For teaching purposes, there is a midfilm image that stays with me. Ellen alone in a nocturnal interior. Freeze the frame. Map the practical to the key. Trace the tail of the key as it thins into the room. Notice the ambient that sneaks from a drape. What you get is a triangle of intention that any student can learn from. Then place it beside Coppola’s candle waltz with Dracula and Mina. In one, light is adoration with a curse. In the other, light is a visitation with a price. Both are precise. Both are sophisticated. One invites you to luxuriate in the sensation of seeing. The other keeps your body slightly cold while your eyes adjust.There is a broader conversation here about audiences and darkness. People say viewers are tired of dark images in prestige work. What they mean is that they are tired of underlit mush. Eggers’ “Nosferatu” is not mush. It is legible darkness with a value system. It protects black. It carries midtone blood. It lets highlights flirt with bloom without collapsing into milky glare. Candles read as flame, not as LUTs pretending. Moonlight carries shape, not just tint. That care is what allows the film to be severe without being obscure. Coppola shows the other path. Lavish color and soft diffusion keep the world delicious while never losing motivation. Flame feels like flame, yet it is always theater. Two philosophies, both credible.
One more axis worth naming is architecture as ethics. Eggers’ rooms behave like moral instruments. A stairwell is not just transit. It is a gradient of exposure. Corners are not excuses for coverage. They are the places where choices accumulate. Murnau taught that lesson by making shadows into geometry. Eggers renews it by giving geometry a temperature map.

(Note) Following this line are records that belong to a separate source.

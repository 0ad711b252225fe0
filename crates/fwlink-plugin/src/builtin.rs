//! Statically linked plugins.

use std::fmt;
use std::sync::Arc;

use fwlink_device::DeviceHandleFactory;
use fwlink_kernel::{KernelInfo, KernelPolicy};

use crate::config::HostConfig;
use crate::display_routing::{self, DisplayRoutingPlugin};
use crate::host::PluginHost;
use crate::interconnect::{self, InterconnectPlugin};
use crate::plugin::Plugin;

/// Names of the built-in plugins, in registration order.
pub const BUILTIN_PLUGIN_NAMES: &[&str] = &[display_routing::NAME, interconnect::NAME];

/// What the built-in plugins need from the platform.
#[derive(Clone)]
pub struct BuiltinDeps {
    /// Running kernel and loaded modules
    pub kernel: Arc<dyn KernelInfo>,
    /// Handles for display routing hubs
    pub display_routing: Arc<dyn DeviceHandleFactory>,
    /// Handles for interconnect controllers
    pub interconnect: Arc<dyn DeviceHandleFactory>,
}

impl fmt::Debug for BuiltinDeps {
    fn fmt(&self, f: &mut fmt::Formatter<'_>) -> fmt::Result {
        f.debug_struct("BuiltinDeps").finish_non_exhaustive()
    }
}

/// Construct every built-in plugin with its configuration section.
pub fn builtin_plugins(config: &HostConfig, deps: &BuiltinDeps) -> Vec<Box<dyn Plugin>> {
    let display_routing: Box<dyn Plugin> = Box::new(DisplayRoutingPlugin::new(
        config.plugin(display_routing::NAME),
        Arc::clone(&deps.kernel),
        Arc::clone(&deps.display_routing),
    ));
    let interconnect: Box<dyn Plugin> = Box::new(InterconnectPlugin::new(
        config.plugin(interconnect::NAME),
        Arc::clone(&deps.kernel),
        Arc::clone(&deps.interconnect),
    ));
    vec![display_routing, interconnect]
}

/// Kernel policy of every built-in plugin, without constructing them.
pub fn builtin_kernel_policies(config: &HostConfig) -> Vec<(&'static str, KernelPolicy)> {
    vec![
        (
            display_routing::NAME,
            DisplayRoutingPlugin::kernel_policy(&config.plugin(display_routing::NAME)),
        ),
        (
            interconnect::NAME,
            InterconnectPlugin::kernel_policy(&config.plugin(interconnect::NAME)),
        ),
    ]
}

impl PluginHost {
    /// Host with every built-in plugin registered.
    pub fn builtin(config: &HostConfig, deps: &BuiltinDeps) -> Self {
        builtin_plugins(config, deps)
            .into_iter()
            .fold(Self::new(), PluginHost::with_plugin)
    }
}
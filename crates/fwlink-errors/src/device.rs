//! Device lifecycle error types.
//!
//! This module provides the errors raised while opening, probing,
//! rescanning, registering and writing firmware to a single controller.

use crate::common::ErrorSeverity;
use crate::firmware::FirmwareFault;

/// Errors raised by operations on one device.
#[derive(Debug, Clone, thiserror::Error)]
pub enum DeviceError {
    /// The device could not be opened: already locked, gone, or permission denied
    #[error("Failed to open device {device}: {reason}")]
    Access {
        /// Logical identifier
        device: String,
        /// Failure reason
        reason: String,
    },

    /// Static probe of the device failed
    #[error("Failed to probe device {device}: {reason}")]
    Probe {
        /// Logical identifier
        device: String,
        /// Failure reason
        reason: String,
    },

    /// No hardware responded during rescan
    #[error("No device found on {device}: {reason}")]
    Rescan {
        /// Logical identifier
        device: String,
        /// Failure reason
        reason: String,
    },

    /// Firmware write failed; the cause is preserved as the error source
    #[error("Failed to write firmware to {device}")]
    Write {
        /// Logical identifier
        device: String,
        /// Underlying cause reported by the device family
        #[source]
        cause: FirmwareFault,
    },

    /// A device with the same logical identifier is already registered
    #[error("Device {0} is already registered")]
    Duplicate(String),

    /// The device was never successfully probed
    #[error("Device {0} has not been probed")]
    NotProbed(String),

    /// No device with this logical identifier is known
    #[error("Device not found: {0}")]
    NotFound(String),
}

impl DeviceError {
    /// Get the error severity.
    pub fn severity(&self) -> ErrorSeverity {
        match self {
            DeviceError::Access { .. } => ErrorSeverity::Warning,
            DeviceError::Probe { .. } | DeviceError::Rescan { .. } => ErrorSeverity::Info,
            DeviceError::Write { cause, .. } => cause.severity(),
            DeviceError::Duplicate(_) => ErrorSeverity::Error,
            DeviceError::NotProbed(_) => ErrorSeverity::Error,
            DeviceError::NotFound(_) => ErrorSeverity::Error,
        }
    }

    /// Check if this error means no hardware is present or responding.
    ///
    /// Such errors are an expected transient state and are logged rather
    /// than surfaced to the user.
    pub fn is_device_absent(&self) -> bool {
        matches!(self, DeviceError::Probe { .. } | DeviceError::Rescan { .. })
    }

    /// Check if the device was left untouched and the plugin can carry on.
    pub fn is_recoverable(&self) -> bool {
        !matches!(self, DeviceError::Write { .. })
    }

    /// Create an access error.
    pub fn access(device: impl Into<String>, reason: impl Into<String>) -> Self {
        DeviceError::Access {
            device: device.into(),
            reason: reason.into(),
        }
    }

    /// Create a probe error.
    pub fn probe(device: impl Into<String>, reason: impl Into<String>) -> Self {
        DeviceError::Probe {
            device: device.into(),
            reason: reason.into(),
        }
    }

    /// Create a rescan error.
    pub fn rescan(device: impl Into<String>, reason: impl Into<String>) -> Self {
        DeviceError::Rescan {
            device: device.into(),
            reason: reason.into(),
        }
    }

    /// Create a write error wrapping the device family's cause.
    pub fn write(device: impl Into<String>, cause: FirmwareFault) -> Self {
        DeviceError::Write {
            device: device.into(),
            cause,
        }
    }

    /// Create a not found error.
    pub fn not_found(device: impl Into<String>) -> Self {
        DeviceError::NotFound(device.into())
    }
}
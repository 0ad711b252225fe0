//! Kernel safety gate errors.

use crate::common::ErrorSeverity;

/// Refusals raised by the kernel safety gate at plugin startup.
#[derive(Debug, Clone, PartialEq, Eq, thiserror::Error)]
pub enum KernelPolicyError {
    /// The running kernel is older than the configured minimum
    #[error("kernel {running} is older than required minimum {minimum}{}", module_suffix(.module))]
    KernelTooOld {
        /// Running kernel release
        running: String,
        /// Configured minimum version
        minimum: String,
        /// Module whose presence made the check mandatory
        module: Option<String>,
    },

    /// A version string could not be parsed
    #[error("invalid kernel version '{0}'")]
    InvalidVersion(String),

    /// Kernel information could not be read
    #[error("failed to read {path}: {reason}")]
    Unreadable {
        /// Path that was read
        path: String,
        /// Failure reason
        reason: String,
    },
}

fn module_suffix(module: &Option<String>) -> String {
    match module {
        Some(name) => format!(" while module {name} is loaded"),
        None => String::new(),
    }
}

impl KernelPolicyError {
    /// Get the error severity.
    ///
    /// Every refusal is fatal to plugin startup.
    pub fn severity(&self) -> ErrorSeverity {
        ErrorSeverity::Critical
    }

    /// Human-readable statement of the unmet requirement, if any.
    pub fn requirement(&self) -> Option<String> {
        match self {
            KernelPolicyError::KernelTooOld {
                minimum,
                module: Some(module),
                ..
            } => Some(format!("kernel >= {minimum} when {module} is loaded")),
            KernelPolicyError::KernelTooOld {
                minimum,
                module: None,
                ..
            } => Some(format!("kernel >= {minimum}")),
            _ => None,
        }
    }
}
//! Kernel safety gate
//!
//! Some kernel drivers hang when a plugin talks to hardware they also
//! drive. A plugin can be configured with a minimum kernel version; if the
//! risky module is loaded (or unconditionally, when no module is named)
//! the running kernel must be at least that version, otherwise the plugin
//! refuses to start.
//!
//! - [`version`]: kernel release parsing and ordering
//! - [`source`]: where the running release and loaded modules come from
//! - [`gate`]: the policy check itself

#![deny(unsafe_op_in_unsafe_fn, clippy::unwrap_used)]
#![warn(missing_docs, rust_2018_idioms)]
#![cfg_attr(docsrs, feature(doc_cfg))]

pub mod gate;
pub mod source;
pub mod version;

pub use gate::{GateOutcome, KernelPolicy, check};
pub use source::{KernelInfo, ProcKernelInfo};
pub use version::{KernelVersion, KernelVersionError};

Coppola conducts a similar orchestra with color, haze, and diffusion. He accepts beauty as a weapon. Eggers accepts austerity as a test. Both prompt the audience to read space, not only faces.
Casting and light continue to meet in ways that reveal philosophy. Skarsgård’s Orlok is all line and angle. He is rimmed but never glamorized, outlined like a negative presence that steals light rather than reflects it. Depp’s Ellen attracts illumination the way frost attracts morning sun. Her catchlights are precise even when the frame sulks. In Coppola’s world Gary Oldman and Winona Ryder are mythic portraits. Eyes hold reflective depth. Skin earns a lacquered polish. Colored accents turn hair and fabric into living ornaments. Fear as denial on one side. Fear as desire on the other.

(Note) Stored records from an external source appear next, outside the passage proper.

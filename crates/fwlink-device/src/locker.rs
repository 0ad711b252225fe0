//! Scoped exclusive access to a device.
//!
//! [`DeviceLocker`] is the only way to reach a device's hardware-facing
//! operations. Acquiring it marks the device locked, probes it if it has
//! never been probed, and opens it. The lock is released exactly once,
//! either explicitly through [`DeviceLocker::release`] or when the locker
//! is dropped, which also covers early returns, `?` and cancelled futures.

use std::sync::Arc;
use tracing::{debug, instrument, warn};

use fwlink_errors::{DeviceError, DeviceResult};

use crate::device::Device;
use crate::flags::InstallFlags;

/// Exclusive-access handle on one device.
#[derive(Debug)]
#[must_use = "the device is unlocked as soon as the locker is dropped"]
pub struct DeviceLocker {
    device: Arc<Device>,
    opened: bool,
    released: bool,
}

impl DeviceLocker {
    /// Lock, probe if needed, and open `device`.
    ///
    /// # Errors
    ///
    /// - [`DeviceError::Access`] if the device is already locked or cannot be opened
    /// - [`DeviceError::Probe`] if the first probe fails
    #[instrument(skip_all, fields(logical_id = device.logical_id()))]
    pub async fn acquire(device: &Arc<Device>) -> DeviceResult<Self> {
        device.try_lock()?;

        // From here on, dropping `locker` undoes the lock.
        let mut locker = Self {
            device: Arc::clone(device),
            opened: false,
            released: false,
        };

        if !device.is_probed() {
            let details = device.handle().probe().await?;
            device.apply_details(details);
            device.mark_probed();
            debug!("probed device");
        }

        device.handle().open().map_err(|e| match e {
            DeviceError::Access { .. } => e,
            other => DeviceError::access(device.logical_id(), other.to_string()),
        })?;
        locker.opened = true;

        Ok(locker)
    }

    /// The locked device.
    pub fn device(&self) -> &Arc<Device> {
        &self.device
    }

    /// Re-query the controller and merge what it reports.
    ///
    /// # Errors
    ///
    /// Whatever the handle reports, typically [`DeviceError::Rescan`] when
    /// no hardware responds.
    #[instrument(skip_all, fields(logical_id = self.device.logical_id()))]
    pub async fn rescan(&self) -> DeviceResult {
        let details = self.device.handle().rescan().await?;
        self.device.apply_details(details);
        Ok(())
    }

    /// Write a firmware image.
    ///
    /// # Errors
    ///
    /// [`DeviceError::Write`] carrying the family's [`fwlink_errors::FirmwareFault`] unchanged.
    #[instrument(skip_all, fields(logical_id = self.device.logical_id(), size = firmware.len()))]
    pub async fn write_firmware(&self, firmware: &[u8], flags: InstallFlags) -> DeviceResult {
        self.device
            .handle()
            .write_firmware(firmware, flags)
            .await
            .map_err(|cause| DeviceError::write(self.device.logical_id(), cause))
    }

    /// Close and unlock the device. Calling it again is a no-op.
    ///
    /// # Errors
    ///
    /// Returns the handle's close error. The device is unlocked either way.
    pub fn release(&mut self) -> DeviceResult {
        if self.released {
            return Ok(());
        }
        self.released = true;

        let closed = if self.opened {
            self.device.handle().close()
        } else {
            Ok(())
        };
        self.device.unlock();
        closed
    }

    /// Whether [`Self::release`] has already run.
    pub fn is_released(&self) -> bool {
        self.released
    }
}

impl Drop for DeviceLocker {
    fn drop(&mut self) {
        if let Err(e) = self.release() {
            warn!(
                logical_id = self.device.logical_id(),
                error = %e,
                "failed to close device"
            );
        }
    }
}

If I am ranking legacies, mine is simple. Murnau discovered the principle that light can kill and carved it into film grammar. Coppola luxuriates in the principle that light can seduce and turns it into opera. Eggers remembers that light can accuse and asks us to listen. I return most often to Coppola because his lighting gives pleasure without apology. I admire Eggers because he withholds until the last possible moment and then delivers without blinking. Both values matter. Pleasure keeps viewers leaning forward. Austerity keeps them honest.
The practical, magazine-facing takeaway is that these films are master classes in motivated light used as narrative grammar. Eggers and Blaschke make a single candle feel like a world by letting the key lead and the fill follow like a tail. They protect blacks and sculpt midtones so that emotional beats register as measurable shifts in luminance and color temperature. Coppola and Ballhaus, by contrast, pursue sensual readability through controlled bloom, theatrical color pools, and diffusion that caresses rather than smears. Each approach builds trust with the audience in a different way. One asks you to savor. The other asks you to confess.

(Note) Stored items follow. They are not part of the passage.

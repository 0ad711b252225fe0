//! High-speed peripheral interconnect controllers.
//!
//! Controllers on the `thunderbolt` subsystem are registered as soon as
//! they probe. With `DelayedActivation` the operating system finishes the
//! update later, so registered controllers are flagged to stay usable and
//! skip the post-update restart.

use async_trait::async_trait;
use std::fmt;
use std::sync::Arc;
use tracing::debug;

use fwlink_device::{
    BusDevice, Device, DeviceFamily, DeviceFlags, DeviceHandleFactory, DeviceLocker,
    InstallFlags, InternalFlags,
};
use fwlink_errors::FwlinkError;
use fwlink_kernel::{KernelInfo, KernelPolicy};

use crate::config::PluginConfig;
use crate::orchestrator::{UpdateOrchestrator, UpdateOutcome};
use crate::plugin::{Plugin, PluginRule};
use crate::registry::{DeviceRegistry, RegisteredHook};

/// Plugin name and configuration section.
pub const NAME: &str = "interconnect";
/// Subsystem the controllers live on.
pub const SUBSYSTEM: &str = "thunderbolt";

const SUBSYSTEMS: &[&str] = &[SUBSYSTEM];
const WAKEUP_REASON: &str = "requires device wakeup";

/// Registration hook applying deferred activation to this plugin's devices.
pub fn delayed_activation_hook(enabled: bool) -> RegisteredHook {
    Box::new(move |device: &Device| {
        if device.plugin() != NAME || !enabled {
            return;
        }
        if device.has_flag(DeviceFlags::USABLE_DURING_UPDATE) {
            return;
        }
        let name = device
            .name()
            .unwrap_or_else(|| device.logical_id().to_string());
        debug!("turning on delayed activation for {name}");
        device.add_flag(DeviceFlags::USABLE_DURING_UPDATE | DeviceFlags::SKIPS_RESTART);
        device.remove_internal_flag(InternalFlags::REPLUG_MATCH_GUID);
    })
}

/// Plugin for interconnect controllers.
pub struct InterconnectPlugin {
    config: PluginConfig,
    kernel: Arc<dyn KernelInfo>,
    factory: Arc<dyn DeviceHandleFactory>,
    registry: DeviceRegistry,
    orchestrator: UpdateOrchestrator,
    rules: Vec<PluginRule>,
}

impl InterconnectPlugin {
    /// Create the plugin.
    pub fn new(
        config: PluginConfig,
        kernel: Arc<dyn KernelInfo>,
        factory: Arc<dyn DeviceHandleFactory>,
    ) -> Self {
        let registry =
            DeviceRegistry::new().with_registered_hook(delayed_activation_hook(config.delayed_activation));
        Self {
            config,
            kernel,
            factory,
            registry,
            orchestrator: UpdateOrchestrator::new(),
            rules: Vec::new(),
        }
    }

    /// Kernel policy derived from `config`; applies whenever a minimum is set.
    pub fn kernel_policy(config: &PluginConfig) -> KernelPolicy {
        KernelPolicy::unconditional(config.minimum_kernel_version.clone())
    }

    /// Update state transitions.
    pub fn orchestrator(&self) -> &UpdateOrchestrator {
        &self.orchestrator
    }

    fn add_rule(&mut self, rule: PluginRule) {
        if !self.rules.contains(&rule) {
            self.rules.push(rule);
        }
    }
}

#[async_trait]
impl Plugin for InterconnectPlugin {
    fn name(&self) -> &str {
        NAME
    }

    fn subsystems(&self) -> &[&'static str] {
        SUBSYSTEMS
    }

    fn rules(&self) -> &[PluginRule] {
        &self.rules
    }

    fn startup(&mut self) -> Result<(), FwlinkError> {
        let outcome = fwlink_kernel::check(&Self::kernel_policy(&self.config), self.kernel.as_ref())?;
        debug!(?outcome, "{NAME} kernel check passed");
        Ok(())
    }

    async fn device_added(&mut self, bus: &BusDevice) -> Result<(), FwlinkError> {
        if bus.subsystem != SUBSYSTEM {
            return Ok(());
        }
        if self.registry.contains(&bus.logical_id) {
            debug!(logical_id = %bus.logical_id, "controller already registered");
            return Ok(());
        }

        let handle = self.factory.create(bus)?;
        let device = Arc::new(Device::new(
            bus.logical_id.clone(),
            DeviceFamily::Interconnect,
            NAME,
            handle,
        ));
        self.add_rule(PluginRule::InhibitsIdle(format!("{SUBSYSTEM} {WAKEUP_REASON}")));

        let locker = DeviceLocker::acquire(&device).await?;
        self.registry.add(Arc::clone(&device))?;
        drop(locker);
        Ok(())
    }

    async fn device_changed(&mut self, bus: &BusDevice) -> Result<(), FwlinkError> {
        if bus.subsystem != SUBSYSTEM || !self.registry.contains(&bus.logical_id) {
            return Ok(());
        }
        let outcome = self.registry.rescan_one(&bus.logical_id).await?;
        debug!(logical_id = %bus.logical_id, ?outcome, "controller changed");
        Ok(())
    }

    async fn device_removed(&mut self, bus: &BusDevice) -> Result<(), FwlinkError> {
        if bus.subsystem == SUBSYSTEM {
            self.registry.remove(&bus.logical_id);
        }
        Ok(())
    }

    async fn update(
        &mut self,
        logical_id: &str,
        firmware: &[u8],
        flags: InstallFlags,
    ) -> Result<UpdateOutcome, FwlinkError> {
        Ok(self
            .orchestrator
            .update_registered(&mut self.registry, logical_id, firmware, flags)
            .await?)
    }

    fn registry(&self) -> &DeviceRegistry {
        &self.registry
    }

    fn shutdown(&mut self) {
        self.registry.clear();
    }
}

impl fmt::Debug for InterconnectPlugin {
    fn fmt(&self, f: &mut fmt::Formatter<'_>) -> fmt::Result {
        f.debug_struct("InterconnectPlugin")
            .field("config", &self.config)
            .field("registry", &self.registry)
            .field("rules", &self.rules)
            .finish_non_exhaustive()
    }
}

So yes, “Nosferatu” is still a story about light masquerading as darkness. The new version honors that inheritance by turning photons into verbs. Candles persuade. Moonlight warns. Shafts accuse. And when daylight finally arrives, it does not simply reveal. It renders a verdict. That is why this material refuses to die. Light remains the first storyteller and the last judge, and the only real question each era answers is whether we want to be seduced by it or held to account by it.